Netflix Nosedive: Maniac

I have to confess that doing these Netflix reviews are a lot harder than I anticipated, particularly for any series with more than one season. How do I talk about anything in season two of The Good Place without spoiling the big reveal at the end of the first season? I can’t talk about season two or three of Stranger Things, nor can I even talk about season one because most of the things I want to gush and rant about are also too spoilery. Don’t even get me started on Dark. (Seriously, don’t, unless you want me to spoil every episode for you. I love that show, so, so much.)

But at least with Maniac, I can feel secure offering a spoiler-free review. It’s a limited series, so there’s no pesky second season to deal with, and the way the show was made, I can talk about their “formula” without actually spoiling the episodes themselves. It’s win-win for you and me.

Based on the trailers, I expected Maniac to be grim sci-fi about a drug lab harming patients by tinkering with their brains. But it’s not very long into the series before it becomes clear there’s going to be a lot of humor of both the dry and wacky varieties. There’s also occasionally some creepy humor too, the sort where I laughed, and then felt bad for laughing. Oh, but the part about scientists tinkering with their patients’ brains is accurate.

The story centers around Owen and Annie. Owen is a schizophrenic who sees a “missing brother” named Grimmson, and this brother constructs elaborate plots that he wants Owen to get involved with. Owen knows he’s not well, but he isn’t taking his medication. He’s on the verge of cracking up and either harming himself or someone close to him, so a new drug trial comes at just the right time for him.

Meanwhile, Annie is a depressed addict who has illegally obtained a new mind bending drug and used her last dose. We the viewers don’t get to see what the pills do at first, but for Annie, running out of the A pill is so bad that she desperately concocts a plot to get into the drug’s final trial phase so she can steal more.

In the drug lab’s lobby, Grimmson points out Annie to Owen, telling him that she is his handler, and together they will save the world. Annie, scared of being discovered and ejected from the drug trial before she can find her next bottle of A, initially agrees that she is Owen’s handler and advises him to stay calm or he’ll blow their cover.

Through Annie, the effects of A are finally shown, as it provides a neural path directly to one’s most painful or traumatic memories. Annie is addicted to returning to this one point in her life because she’s unable to let go of her little sister years after her death.

The lead scientist recognizes Annie’s addiction, but a random quirk of fate saves her from being booted from participating in the B and C pill phases.

It’s during the B phase that things get weirder, with each episode diving into the fantasies of Owen and Annie. These scenarios are constructed by the lab’s AI computer G.R.T.A., who is referred to by several scientists as Gertie. Gertie is responsible for linking Owen and Annie’s minds, allowing them to share these fantasies to the bewilderment of the scientists.

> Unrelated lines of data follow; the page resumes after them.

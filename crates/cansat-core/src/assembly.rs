//! Builds the engine's environment, motor and airframe from the eight run
//! parameters plus the fixed launch-site configuration.

use crate::inertia::InertiaEstimate;
use crate::params::SimulationParameters;
use cansat_sim::{EngineError, Environment, Flight, Grain, Rocket, SolidMotor, ThrustSource};
use chrono::{NaiveDate, NaiveDateTime};
use chrono_tz::Tz;
use nalgebra::Vector3;
use tracing::debug;

// ---------------------------------------------------------------------------
// Constants
// ---------------------------------------------------------------------------
const SITE_LATITUDE: f64 = 31.8664; // deg
const SITE_LONGITUDE: f64 = -116.5959; // deg
const SITE_TIMEZONE: Tz = chrono_tz::America::Tijuana;
const SITE_ATMOSPHERE: &str = "standard_atmosphere";

const VEHICLE_RADIUS: f64 = 0.033; // m
const VEHICLE_HEIGHT: f64 = 0.115; // m
const VEHICLE_COM: f64 = 0.15; // m
const RAIL_BUTTON_OFFSET: f64 = 0.0575; // m, either side of the CoM

const MOTOR_MOUNT_POSITION: f64 = 0.3; // m

// ---------------------------------------------------------------------------
// Site
// ---------------------------------------------------------------------------
#[derive(Debug, Clone, Copy, PartialEq, Eq)]
pub enum LaunchDate {
    /// Wall-clock time in the site timezone.
    Fixed(NaiveDateTime),
    /// The moment the vehicle is assembled.
    Now,
}

#[derive(Debug, Clone, PartialEq)]
pub struct SiteConfig {
    pub latitude: f64,  // deg
    pub longitude: f64, // deg
    pub timezone: Tz,
    pub atmospheric_model: String,
    pub launch_date: LaunchDate,
}

impl SiteConfig {
    /// Site used by interactive runs: a fixed launch on 2025-05-03 22:52 local.
    pub fn terminal() -> Self {
        let date = NaiveDate::from_ymd_opt(2025, 5, 3)
            .and_then(|day| day.and_hms_opt(22, 52, 0))
            .map_or(LaunchDate::Now, LaunchDate::Fixed);
        Self::with_launch_date(date)
    }

    /// Site used by the web server: launch at request time.
    pub fn server() -> Self {
        Self::with_launch_date(LaunchDate::Now)
    }

    pub fn with_launch_date(launch_date: LaunchDate) -> Self {
        Self {
            latitude: SITE_LATITUDE,
            longitude: SITE_LONGITUDE,
            timezone: SITE_TIMEZONE,
            atmospheric_model: SITE_ATMOSPHERE.to_string(),
            launch_date,
        }
    }

    /// Engine environment at `elevation` metres above sea level.
    pub fn environment(&self, elevation: f64) -> Result<Environment, EngineError> {
        let mut env = Environment::new(self.latitude, self.longitude, elevation);
        match self.launch_date {
            LaunchDate::Fixed(local) => env.set_date(local, self.timezone)?,
            LaunchDate::Now => env.set_date_now(self.timezone),
        }
        env.set_atmospheric_model(&self.atmospheric_model)?;
        Ok(env)
    }
}

impl Default for SiteConfig {
    fn default() -> Self {
        Self::terminal()
    }
}

// ---------------------------------------------------------------------------
// Descriptors
// ---------------------------------------------------------------------------
/// Constant-thrust hobby motor sized from the average thrust and burn time.
#[derive(Debug, Clone, PartialEq)]
pub struct MotorDescriptor {
    pub thrust_curve: Vec<(f64, f64)>, // (s, N)
    pub burn_time: f64,                // s
    pub dry_mass: f64,                 // kg
    pub dry_inertia: [f64; 3],         // kg*m^2
    pub center_of_dry_mass_position: f64,
    pub grains_center_of_mass_position: f64,
    pub grain: Grain,
    pub nozzle_radius: f64,
    pub throat_radius: f64,
    pub nozzle_position: f64,
    pub mount_position: f64, // m from the airframe origin
}

impl MotorDescriptor {
    pub fn constant_thrust(avg_thrust: f64, burn_time: f64) -> Self {
        Self {
            thrust_curve: vec![(0.0, avg_thrust), (burn_time, avg_thrust)],
            burn_time,
            dry_mass: 0.5,
            dry_inertia: [0.02, 0.02, 0.001],
            center_of_dry_mass_position: 0.15,
            grains_center_of_mass_position: 0.2,
            grain: Grain {
                number: 1,
                separation: 0.005,
                density: 1700.0,
                outer_radius: 0.02,
                initial_inner_radius: 0.005,
                initial_height: 0.08,
            },
            nozzle_radius: 0.01,
            throat_radius: 0.005,
            nozzle_position: 0.0,
            mount_position: MOTOR_MOUNT_POSITION,
        }
    }

    pub fn to_motor(&self) -> SolidMotor {
        SolidMotor {
            thrust_source: ThrustSource::Curve(self.thrust_curve.clone()),
            burn_time: self.burn_time,
            dry_mass: self.dry_mass,
            dry_inertia: Vector3::from(self.dry_inertia),
            center_of_dry_mass_position: self.center_of_dry_mass_position,
            grains_center_of_mass_position: self.grains_center_of_mass_position,
            grain: self.grain.clone(),
            nozzle_radius: self.nozzle_radius,
            throat_radius: self.throat_radius,
            nozzle_position: self.nozzle_position,
        }
    }
}

/// The CanSat airframe without its motor.
#[derive(Debug, Clone, PartialEq)]
pub struct VehicleDescriptor {
    pub radius: f64,   // m
    pub dry_mass: f64, // kg
    pub inertia: InertiaEstimate,
    pub center_of_mass_without_motor: f64, // m
    pub power_off_drag: f64,
    pub power_on_drag: f64,
    pub rail_buttons: [f64; 2], // m relative to the CoM
}

impl VehicleDescriptor {
    pub fn cansat(dry_mass: f64, drag_coeff: f64) -> Self {
        Self {
            radius: VEHICLE_RADIUS,
            dry_mass,
            inertia: InertiaEstimate::cylinder(dry_mass, VEHICLE_RADIUS, VEHICLE_HEIGHT),
            center_of_mass_without_motor: VEHICLE_COM,
            power_off_drag: drag_coeff,
            power_on_drag: drag_coeff,
            rail_buttons: [RAIL_BUTTON_OFFSET, -RAIL_BUTTON_OFFSET],
        }
    }
}

#[derive(Debug, Clone, Copy, PartialEq)]
pub struct LaunchDescriptor {
    pub rail_length: f64, // m
    pub inclination: f64, // deg from horizontal
    pub heading: f64,     // deg from north
}

// ---------------------------------------------------------------------------
// Assembly
// ---------------------------------------------------------------------------
/// Everything the engine needs for one flight.
#[derive(Debug, Clone)]
pub struct Assembly {
    pub environment: Environment,
    pub motor: MotorDescriptor,
    pub vehicle: VehicleDescriptor,
    pub launch: LaunchDescriptor,
}

impl Assembly {
    /// Airframe with the motor installed.
    pub fn rocket(&self) -> Rocket {
        let v = &self.vehicle;
        let mut rocket = Rocket::new(
            v.radius,
            v.dry_mass,
            v.inertia.as_vector(),
            v.center_of_mass_without_motor,
            v.power_off_drag,
            v.power_on_drag,
        );
        rocket.add_motor(self.motor.to_motor(), self.motor.mount_position);
        rocket.set_rail_buttons(v.rail_buttons[0], v.rail_buttons[1]);
        rocket
    }

    /// An unsolved flight; integration starts on first access.
    pub fn flight(&self) -> Flight {
        Flight::new(
            self.rocket(),
            self.environment.clone(),
            self.launch.rail_length,
            self.launch.inclination,
            self.launch.heading,
        )
    }
}

/// Assemble a flight from run parameters. Only the site can fail here;
/// parameter values are checked by the engine when it integrates.
pub fn assemble(params: &SimulationParameters, site: &SiteConfig) -> Result<Assembly, EngineError> {
    let environment = site.environment(params.elevation)?;
    debug!(
        date = ?environment.date(),
        model = %environment.atmospheric_model(),
        elevation = params.elevation,
        "environment ready"
    );

    Ok(Assembly {
        environment,
        motor: MotorDescriptor::constant_thrust(params.avg_thrust, params.burn_time),
        vehicle: VehicleDescriptor::cansat(params.dry_mass, params.drag_coeff),
        launch: LaunchDescriptor {
            rail_length: params.rail_length,
            inclination: params.inclination,
            heading: params.heading,
        },
    })
}

#[cfg(test)]
mod tests {
    use super::*;
    use chrono::Utc;

    #[test]
    fn test_default_scenario_descriptors() {
        let assembly = assemble(&SimulationParameters::default(), &SiteConfig::terminal()).unwrap();

        assert_eq!(assembly.motor.burn_time, 2.0);
        assert_eq!(assembly.vehicle.dry_mass, 0.3);
        assert_eq!(assembly.motor.thrust_curve, vec![(0.0, 10.0), (2.0, 10.0)]);
        assert_eq!(assembly.vehicle.power_on_drag, 0.6);
        assert_eq!(assembly.vehicle.power_off_drag, 0.6);
        assert_eq!(assembly.vehicle.rail_buttons, [0.0575, -0.0575]);
        assert_eq!(
            assembly.launch,
            LaunchDescriptor {
                rail_length: 1.2,
                inclination: 90.0,
                heading: 0.0
            }
        );

        let rocket = assembly.rocket();
        assert_eq!(rocket.mass, 0.3);
        assert_eq!(rocket.motor().unwrap().motor.burn_time, 2.0);
        assert_eq!(rocket.motor().unwrap().position, 0.3);
        assert!(rocket.validate().is_ok());
    }

    #[test]
    fn test_terminal_site_uses_fixed_date() {
        let site = SiteConfig::terminal();
        assert!(matches!(site.launch_date, LaunchDate::Fixed(_)));

        let env = site.environment(20.0).unwrap();
        let utc = env.date().unwrap().with_timezone(&Utc);
        assert_eq!(utc.to_rfc3339(), "2025-05-04T05:52:00+00:00");
        assert_eq!(env.elevation, 20.0);
        assert_eq!(env.atmospheric_model().name(), "standard_atmosphere");
    }

    #[test]
    fn test_server_site_uses_now() {
        let before = Utc::now();
        let env = SiteConfig::server().environment(20.0).unwrap();
        let date = env.date().unwrap().with_timezone(&Utc);
        assert!(date >= before);
    }

    #[test]
    fn test_unknown_atmosphere_fails_assembly() {
        let site = SiteConfig {
            atmospheric_model: "forecast".into(),
            ..SiteConfig::terminal()
        };
        let err = assemble(&SimulationParameters::default(), &site).unwrap_err();
        assert_eq!(err, EngineError::UnknownAtmosphere("forecast".into()));
    }

    #[test]
    fn test_nonsense_values_pass_through() {
        let params = SimulationParameters {
            dry_mass: -2.0,
            burn_time: 0.0,
            ..SimulationParameters::default()
        };
        let assembly = assemble(&params, &SiteConfig::terminal()).unwrap();
        assert_eq!(assembly.vehicle.dry_mass, -2.0);
        assert_eq!(assembly.motor.burn_time, 0.0);
    }
}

Of the two main characters, I liked Annie a bit more than Owen. They’re both rough around the edges and hard to identify with at first, but Owen hates himself so much that even late into the series, he is still unable to make any progress. On the other hand Annie comes through these shared fantasies in both the B and C phases with a better understanding of why she’s been so hostile to everyone in her life. She heals, and while she’s still an asshole, she becomes a nicer asshole than the one who entered the trial.

As for the rest of the patients and scientists, I loved them all, and my only regret about this series is that I would have loved to get the chance to also see their mental movies. One of the scientists does use a VR sex simulator, granting a view into his private life, but with most everyone else, they’re taking a back seat to Owen and Annie. It’s not a problem, certainly. I’m just saying that I would have loved more episodes granting views into the other patients and the lab workers.

I haven’t even covered the world lore created by the writers, and I should. The time period seems to be around the eighties, but there are robots and advanced computers capable of virtual reality. Beyond that, there are services that are both intriguing and horrifying. Take for instance Ad-Buddy. If you’re low on cash, you can get Ad-Buddy to pay for what you need, in exchange for having a person follow you around reading advertisements to you until you’ve paid off your current debt. Then there’s Friend Proxy, which lets you hire someone to pretend to be a friend you already know so you don’t feel guilty for losing contact with your real friend. Like I said, intriguing AND horrifying. There’s a couple other short glimpses into this world, but I’ll leave those buried for you to discover for yourselves.

All in all, I had a good time with Maniac. It does have a rough start, but once you get past that, it’s an amazing story and well worth a dive or a binge depending on how you prefer to consume Netflix content. I give it 4 stars and a hearty recommendation for anyone who likes their sci-fi with a side order of humor.